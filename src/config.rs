//! Configuration for the table, oracle funding, storage and simulator.

use serde::{Deserialize, Serialize};
use std::env;
use std::path::Path;
use thiserror::Error;

use crate::table::types::{Amount, PAYOUT_MULTIPLIER};

#[derive(Debug, Clone, Error)]
pub enum ConfigError {
    #[error("invalid configuration value: {0}")]
    InvalidValue(String),
    #[error("configuration is logically inconsistent: {0}")]
    LogicalInconsistency(String),
    #[error("missing required configuration: {0}")]
    MissingRequired(String),
    #[error("failed to load configuration: {0}")]
    LoadFailed(String),
    #[error("failed to save configuration: {0}")]
    SaveFailed(String),
}

#[derive(Clone, Debug, Serialize, Deserialize, Default)]
#[serde(default)]
pub struct CroupierConfig {
    pub table: TableSettings,
    pub oracle: OracleSettings,
    pub storage: StorageSettings,
    pub simulation: SimulationSettings,
}

/// Table policy knobs applied by the simulator at startup.
#[derive(Clone, Debug, Serialize, Deserialize)]
#[serde(default)]
pub struct TableSettings {
    /// Per-(round, bettor, number) cumulative stake ceiling.
    pub max_bet_per_number: Amount,
    /// Asset minted into engine custody before play starts.
    pub house_float: Amount,
}

impl Default for TableSettings {
    fn default() -> Self {
        Self {
            max_bet_per_number: 1_000,
            house_float: 100_000,
        }
    }
}

/// Oracle fee model and the engine's gas funding.
#[derive(Clone, Debug, Serialize, Deserialize)]
#[serde(default)]
pub struct OracleSettings {
    /// Fee the oracle debits per randomness request.
    pub request_fee: Amount,
    /// Gas-funding deposit the simulator pushes to the oracle up front.
    pub gas_deposit: Amount,
}

impl Default for OracleSettings {
    fn default() -> Self {
        Self {
            request_fee: 0,
            gas_deposit: 1_000,
        }
    }
}

/// RocksDB tuning for the write-through store.
#[derive(Clone, Debug, Serialize, Deserialize)]
#[serde(default)]
pub struct StorageSettings {
    pub data_directory: String,
    pub write_buffer_size_mb: usize,
    pub max_write_buffer_number: i32,
    pub target_file_size_mb: u64,
}

impl Default for StorageSettings {
    fn default() -> Self {
        Self {
            data_directory: "./croupier_data".to_string(),
            write_buffer_size_mb: 128,
            max_write_buffer_number: 4,
            target_file_size_mb: 128,
        }
    }
}

/// Parameters for `croupier-sim` runs.
#[derive(Clone, Debug, Serialize, Deserialize)]
#[serde(default)]
pub struct SimulationSettings {
    pub rounds: u64,
    pub bettors: usize,
    /// Asset minted per bettor at startup.
    pub bankroll: Amount,
    /// Upper bound on entries per bet batch.
    pub max_entries_per_bet: usize,
    /// Seed for the bettors' behavior; runs with equal seeds bet alike.
    pub seed: u64,
}

impl Default for SimulationSettings {
    fn default() -> Self {
        Self {
            rounds: 10,
            bettors: 4,
            bankroll: 10_000,
            max_entries_per_bet: 3,
            seed: 42,
        }
    }
}

impl CroupierConfig {
    /// Configuration sized for sustained high-volume play.
    pub fn high_volume() -> Self {
        Self {
            table: TableSettings {
                max_bet_per_number: 10_000,
                house_float: 10_000_000,
            },
            oracle: OracleSettings {
                request_fee: 0,
                gas_deposit: 10_000,
            },
            storage: StorageSettings {
                write_buffer_size_mb: 512,
                max_write_buffer_number: 8,
                target_file_size_mb: 256,
                ..Default::default()
            },
            simulation: SimulationSettings {
                rounds: 100,
                bettors: 16,
                bankroll: 100_000,
                max_entries_per_bet: 5,
                ..Default::default()
            },
        }
    }

    /// Conservative production defaults with a metered oracle.
    pub fn production() -> Self {
        Self {
            table: TableSettings {
                max_bet_per_number: 1_000,
                house_float: 1_000_000,
            },
            oracle: OracleSettings {
                request_fee: 10,
                gas_deposit: 10_000,
            },
            storage: StorageSettings {
                write_buffer_size_mb: 256,
                max_write_buffer_number: 6,
                target_file_size_mb: 256,
                ..Default::default()
            },
            simulation: SimulationSettings::default(),
        }
    }

    /// Validate for logical consistency.
    pub fn validate(&self) -> Result<(), ConfigError> {
        let max_exposure = self
            .table
            .max_bet_per_number
            .checked_mul(PAYOUT_MULTIPLIER)
            .ok_or_else(|| {
                ConfigError::InvalidValue("max_bet_per_number * 36 overflows".to_string())
            })?;
        if self.table.house_float < max_exposure {
            return Err(ConfigError::LogicalInconsistency(format!(
                "house_float {} cannot cover a single max bet at 36x ({})",
                self.table.house_float, max_exposure
            )));
        }

        if self.oracle.request_fee > 0 && self.oracle.gas_deposit < self.oracle.request_fee {
            return Err(ConfigError::LogicalInconsistency(
                "gas_deposit cannot fund even one randomness request".to_string(),
            ));
        }

        if self.storage.data_directory.is_empty() {
            return Err(ConfigError::MissingRequired(
                "storage.data_directory".to_string(),
            ));
        }
        if self.storage.write_buffer_size_mb == 0 {
            return Err(ConfigError::InvalidValue(
                "write_buffer_size_mb must be > 0".to_string(),
            ));
        }
        if self.storage.max_write_buffer_number <= 0 {
            return Err(ConfigError::InvalidValue(
                "max_write_buffer_number must be > 0".to_string(),
            ));
        }

        if self.simulation.rounds == 0 {
            return Err(ConfigError::InvalidValue(
                "simulation.rounds must be > 0".to_string(),
            ));
        }
        if self.simulation.bettors == 0 {
            return Err(ConfigError::InvalidValue(
                "simulation.bettors must be > 0".to_string(),
            ));
        }
        if self.simulation.max_entries_per_bet == 0 {
            return Err(ConfigError::InvalidValue(
                "simulation.max_entries_per_bet must be > 0".to_string(),
            ));
        }
        if self.simulation.bankroll == 0 {
            return Err(ConfigError::InvalidValue(
                "simulation.bankroll must be > 0".to_string(),
            ));
        }

        Ok(())
    }
}

/// Loads a config from an optional TOML file, then environment overrides.
pub struct ConfigLoader {
    config_path: Option<String>,
}

impl ConfigLoader {
    pub fn new() -> Self {
        Self { config_path: None }
    }

    pub fn with_path<P: AsRef<Path>>(mut self, path: P) -> Self {
        self.config_path = Some(path.as_ref().to_string_lossy().to_string());
        self
    }

    pub fn load(&self) -> Result<CroupierConfig, ConfigError> {
        let mut config = if let Some(ref path) = self.config_path {
            self.load_from_file(path)?
        } else {
            CroupierConfig::default()
        };

        self.apply_env_overrides(&mut config)?;
        config.validate()?;
        Ok(config)
    }

    fn load_from_file(&self, path: &str) -> Result<CroupierConfig, ConfigError> {
        let content = std::fs::read_to_string(path)
            .map_err(|e| ConfigError::LoadFailed(format!("failed to read {}: {}", path, e)))?;

        toml::from_str(&content)
            .map_err(|e| ConfigError::LoadFailed(format!("failed to parse TOML: {}", e)))
    }

    fn apply_env_overrides(&self, config: &mut CroupierConfig) -> Result<(), ConfigError> {
        if let Ok(value) = env::var("CROUPIER_MAX_BET") {
            config.table.max_bet_per_number = parse_env("CROUPIER_MAX_BET", &value)?;
        }
        if let Ok(value) = env::var("CROUPIER_HOUSE_FLOAT") {
            config.table.house_float = parse_env("CROUPIER_HOUSE_FLOAT", &value)?;
        }
        if let Ok(value) = env::var("CROUPIER_REQUEST_FEE") {
            config.oracle.request_fee = parse_env("CROUPIER_REQUEST_FEE", &value)?;
        }
        if let Ok(value) = env::var("CROUPIER_DATA_DIR") {
            config.storage.data_directory = value;
        }
        if let Ok(value) = env::var("CROUPIER_SIM_ROUNDS") {
            config.simulation.rounds = parse_env("CROUPIER_SIM_ROUNDS", &value)?;
        }
        if let Ok(value) = env::var("CROUPIER_SIM_BETTORS") {
            config.simulation.bettors = parse_env("CROUPIER_SIM_BETTORS", &value)?;
        }
        if let Ok(value) = env::var("CROUPIER_SIM_SEED") {
            config.simulation.seed = parse_env("CROUPIER_SIM_SEED", &value)?;
        }
        Ok(())
    }

    /// Write a config out as pretty TOML.
    pub fn save(&self, config: &CroupierConfig, path: &str) -> Result<(), ConfigError> {
        let toml_string = toml::to_string_pretty(config)
            .map_err(|e| ConfigError::SaveFailed(format!("failed to serialize config: {}", e)))?;

        std::fs::write(path, toml_string)
            .map_err(|e| ConfigError::SaveFailed(format!("failed to write {}: {}", path, e)))
    }
}

impl Default for ConfigLoader {
    fn default() -> Self {
        Self::new()
    }
}

fn parse_env<T: std::str::FromStr>(name: &str, value: &str) -> Result<T, ConfigError> {
    value.parse().map_err(|_| {
        ConfigError::InvalidValue(format!("{} has unparseable value {:?}", name, value))
    })
}
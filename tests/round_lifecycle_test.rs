//! End-to-end table flows through the public engine surface: betting,
//! VRF spins, settlement and the event stream.

use croupier::{
    derive_winning_number, AccountId, Amount, BetEntry, EngineError, EngineEvent, HouseToken,
    RandomnessOracle, RouletteEngine, RoundStatus, StakingAsset, VrfRandomizer, PAYOUT_MULTIPLIER,
    RED_NUMBERS,
};
use std::sync::Arc;

const HOUSE_FLOAT: Amount = 1_000_000;
const BANKROLL: Amount = 10_000;
const MAX_BET: Amount = 500;

struct Table {
    engine: RouletteEngine,
    token: Arc<HouseToken>,
    oracle: Arc<VrfRandomizer>,
    owner: AccountId,
    account: AccountId,
}

fn setup(bettors: &[AccountId]) -> Table {
    let owner = AccountId::from_label("owner");
    let account = AccountId::from_label("table");
    let token = Arc::new(HouseToken::new());
    let oracle = Arc::new(VrfRandomizer::from_seed([7u8; 32], token.clone(), 0));

    let mut engine = RouletteEngine::new(account, owner, token.clone(), oracle.clone());
    engine.set_max_bet(owner, MAX_BET).expect("set max bet");

    token.mint(account, HOUSE_FLOAT).expect("mint house float");
    for bettor in bettors {
        token.mint(*bettor, BANKROLL).expect("mint bankroll");
        token.approve(*bettor, account, Amount::MAX);
    }

    Table {
        engine,
        token,
        oracle,
        owner,
        account,
    }
}

/// Honest spin: request, fulfill through the VRF, deliver, resolve.
fn run_spin(table: &mut Table, nonce: u64) -> u8 {
    let request_id = table
        .engine
        .request_spin(table.owner, nonce)
        .expect("request spin");
    let (entropy, _proof) = table.oracle.fulfill(request_id).expect("fulfill");
    table
        .engine
        .deliver_random(table.oracle.account(), request_id, entropy)
        .expect("deliver");
    table.engine.set_spin_result(table.owner).expect("set result")
}

/// Rigged spin for deterministic outcomes: the callback carries entropy
/// whose fold lands on `number`.
fn spin_to(table: &mut Table, nonce: u64, number: u8) -> u8 {
    let request_id = table
        .engine
        .request_spin(table.owner, nonce)
        .expect("request spin");
    let mut entropy = [0u8; 32];
    entropy[31] = number;
    table
        .engine
        .deliver_random(table.oracle.account(), request_id, entropy)
        .expect("deliver");
    table.engine.set_spin_result(table.owner).expect("set result")
}

/// All asset in play: table custody, bettor bankrolls, oracle holdings.
fn circulating(table: &Table, bettors: &[AccountId]) -> Amount {
    table.engine.balance()
        + bettors
            .iter()
            .map(|b| table.token.balance_of(*b))
            .sum::<Amount>()
        + table.token.balance_of(table.oracle.account())
}

#[test]
fn test_full_session_over_three_rounds() {
    let alice = AccountId::from_label("alice");
    let bob = AccountId::from_label("bob");
    let bettors = [alice, bob];
    let mut table = setup(&bettors);
    let supply = circulating(&table, &bettors);

    for round in 0..3u64 {
        let nonce = round + 1;
        println!("\n=== PHASE {}: round {} ===", nonce, round);
        let round_id = table.engine.open_round(table.owner).expect("open");
        assert_eq!(round_id, round);

        table
            .engine
            .place_bet(
                alice,
                &[
                    BetEntry { number: 7, amount: 60 },
                    BetEntry { number: 23, amount: 40 },
                ],
                "session",
            )
            .expect("alice bets");
        table
            .engine
            .place_bet(bob, &[BetEntry { number: 7, amount: 100 }], "session")
            .expect("bob bets");
        assert_eq!(table.engine.total_stake_on(round_id, 7), 160);

        let winning = run_spin(&mut table, nonce);
        println!("🎲 Round {} landed on {}", round_id, winning);
        assert!(winning <= 36);
        assert_eq!(table.engine.winning_number(round_id), Some(winning));
        assert_eq!(
            table.engine.round_status(round_id),
            Some(RoundStatus::Closed)
        );

        for bettor in bettors {
            let stake = table.engine.stake_of(round_id, bettor, winning);
            match table.engine.collect_winnings(bettor, round_id) {
                Ok(payout) => {
                    assert_eq!(payout, stake * PAYOUT_MULTIPLIER);
                    println!("💰 Payout {} on stake {}", payout, stake);
                }
                Err(EngineError::NoWinnings) => assert_eq!(stake, 0),
                Err(other) => panic!("unexpected collect error: {}", other),
            }
        }

        // No asset minted or burned by play, only moved.
        assert_eq!(circulating(&table, &bettors), supply);

        table.engine.next_round(table.owner).expect("next round");
    }

    assert_eq!(table.engine.current_round_id(), 3);
    assert_eq!(
        table.engine.round_status(3),
        Some(RoundStatus::NotStarted)
    );
}

#[test]
fn test_full_red_cover_pays_one_winner() {
    let alice = AccountId::from_label("alice");
    let mut table = setup(&[alice]);

    table.engine.open_round(table.owner).expect("open");
    let entries: Vec<BetEntry> = RED_NUMBERS
        .iter()
        .map(|&number| BetEntry { number, amount: 10 })
        .collect();
    table
        .engine
        .place_bet(alice, &entries, "red-cover")
        .expect("cover the reds");
    assert_eq!(table.token.balance_of(alice), BANKROLL - 180);

    // 1 is red; exactly one of the 18 entries wins.
    let winning = spin_to(&mut table, 1, 1);
    assert_eq!(winning, 1);

    let payout = table.engine.collect_winnings(alice, 0).expect("collect");
    assert_eq!(payout, 360);
    assert_eq!(table.token.balance_of(alice), BANKROLL - 180 + 360);
    assert_eq!(table.engine.balance(), HOUSE_FLOAT + 180 - 360);
}

#[test]
fn test_claims_stay_independent_across_rounds() {
    let alice = AccountId::from_label("alice");
    let mut table = setup(&[alice]);

    // Round 0: alice wins on 5.
    table.engine.open_round(table.owner).expect("open 0");
    table
        .engine
        .place_bet(alice, &[BetEntry { number: 5, amount: 50 }], "r0")
        .expect("bet 0");
    spin_to(&mut table, 1, 5);
    table.engine.next_round(table.owner).expect("advance");

    // Round 1: alice wins on 12, and round 2 opens before any claim.
    table.engine.open_round(table.owner).expect("open 1");
    table
        .engine
        .place_bet(alice, &[BetEntry { number: 12, amount: 20 }], "r1")
        .expect("bet 1");
    spin_to(&mut table, 2, 12);
    table.engine.next_round(table.owner).expect("advance");
    table.engine.open_round(table.owner).expect("open 2");

    // Historical claims settle while round 2 is live.
    assert_eq!(table.engine.collect_winnings(alice, 0).expect("claim 0"), 1_800);
    assert_eq!(table.engine.collect_winnings(alice, 1).expect("claim 1"), 720);

    // Each round claims once.
    assert!(matches!(
        table.engine.collect_winnings(alice, 0),
        Err(EngineError::NoWinnings)
    ));
    assert!(matches!(
        table.engine.collect_winnings(alice, 1),
        Err(EngineError::NoWinnings)
    ));

    // Round 2 is still open, not claimable.
    assert!(matches!(
        table.engine.collect_winnings(alice, 2),
        Err(EngineError::RoundNotClosed(2))
    ));
}

#[test]
fn test_vrf_spin_is_provably_fair() {
    let alice = AccountId::from_label("alice");
    let mut table = setup(&[alice]);

    table.engine.open_round(table.owner).expect("open");
    table
        .engine
        .place_bet(alice, &[BetEntry { number: 0, amount: 10 }], "audit")
        .expect("bet");

    let nonce = 9;
    let request_id = table
        .engine
        .request_spin(table.owner, nonce)
        .expect("request spin");
    let (entropy, proof) = table.oracle.fulfill(request_id).expect("fulfill");
    table
        .engine
        .deliver_random(table.oracle.account(), request_id, entropy)
        .expect("deliver");
    let winning = table.engine.set_spin_result(table.owner).expect("resolve");

    // The published proof checks out against the request the engine made.
    let input = VrfRandomizer::expected_input(table.account, request_id, nonce);
    assert!(VrfRandomizer::verify(&proof, &input).expect("verify"));

    // And anyone can re-derive the wheel number from the entropy.
    assert_eq!(derive_winning_number(&entropy), winning);

    // A proof bound to a different request does not.
    let wrong_input = VrfRandomizer::expected_input(table.account, request_id + 1, nonce);
    assert!(!VrfRandomizer::verify(&proof, &wrong_input).expect("verify"));
}

#[test]
fn test_round_with_no_winners_keeps_stakes() {
    let alice = AccountId::from_label("alice");
    let bob = AccountId::from_label("bob");
    let mut table = setup(&[alice, bob]);

    table.engine.open_round(table.owner).expect("open");
    table
        .engine
        .place_bet(alice, &[BetEntry { number: 10, amount: 100 }], "lose")
        .expect("alice bets");
    table
        .engine
        .place_bet(bob, &[BetEntry { number: 20, amount: 200 }], "lose")
        .expect("bob bets");

    spin_to(&mut table, 1, 30);

    for bettor in [alice, bob] {
        assert!(matches!(
            table.engine.collect_winnings(bettor, 0),
            Err(EngineError::NoWinnings)
        ));
    }
    assert_eq!(table.engine.balance(), HOUSE_FLOAT + 300);
    assert_eq!(table.token.balance_of(alice), BANKROLL - 100);
    assert_eq!(table.token.balance_of(bob), BANKROLL - 200);
}

#[test]
fn test_event_stream_narrates_a_round() {
    let alice = AccountId::from_label("alice");
    let mut table = setup(&[alice]);
    let mut rx = table.engine.subscribe();

    table.engine.open_round(table.owner).expect("open");
    table
        .engine
        .place_bet(alice, &[BetEntry { number: 4, amount: 25 }], "narrated")
        .expect("bet");
    spin_to(&mut table, 1, 4);
    table.engine.collect_winnings(alice, 0).expect("collect");

    let mut events = Vec::new();
    while let Ok(event) = rx.try_recv() {
        events.push(event);
    }

    let position = |pred: &dyn Fn(&EngineEvent) -> bool| {
        events.iter().position(|e| pred(e)).expect("event present")
    };
    let opened = position(&|e| matches!(e, EngineEvent::RoundOpened { round: 0 }));
    let bet = position(&|e| {
        matches!(e, EngineEvent::BetPlaced { round: 0, number: 4, amount: 25, .. })
    });
    let requested = position(&|e| matches!(e, EngineEvent::SpinRequested { round: 0, .. }));
    let resolved = position(&|e| {
        matches!(e, EngineEvent::SpinResolved { round: 0, winning_number: 4 })
    });
    let collected = position(&|e| {
        matches!(e, EngineEvent::WinningsCollected { round: 0, amount: 900, .. })
    });

    assert!(opened < bet);
    assert!(bet < requested);
    assert!(requested < resolved);
    assert!(resolved < collected);
}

• **Exercise aim**:
Reading through the records above, report each line in which the string "TableSettings" is found.

• **Written response**:
    pub table: TableSettings,
pub struct TableSettings {
impl Default for TableSettings {
            table: TableSettings {
            table: TableSettings {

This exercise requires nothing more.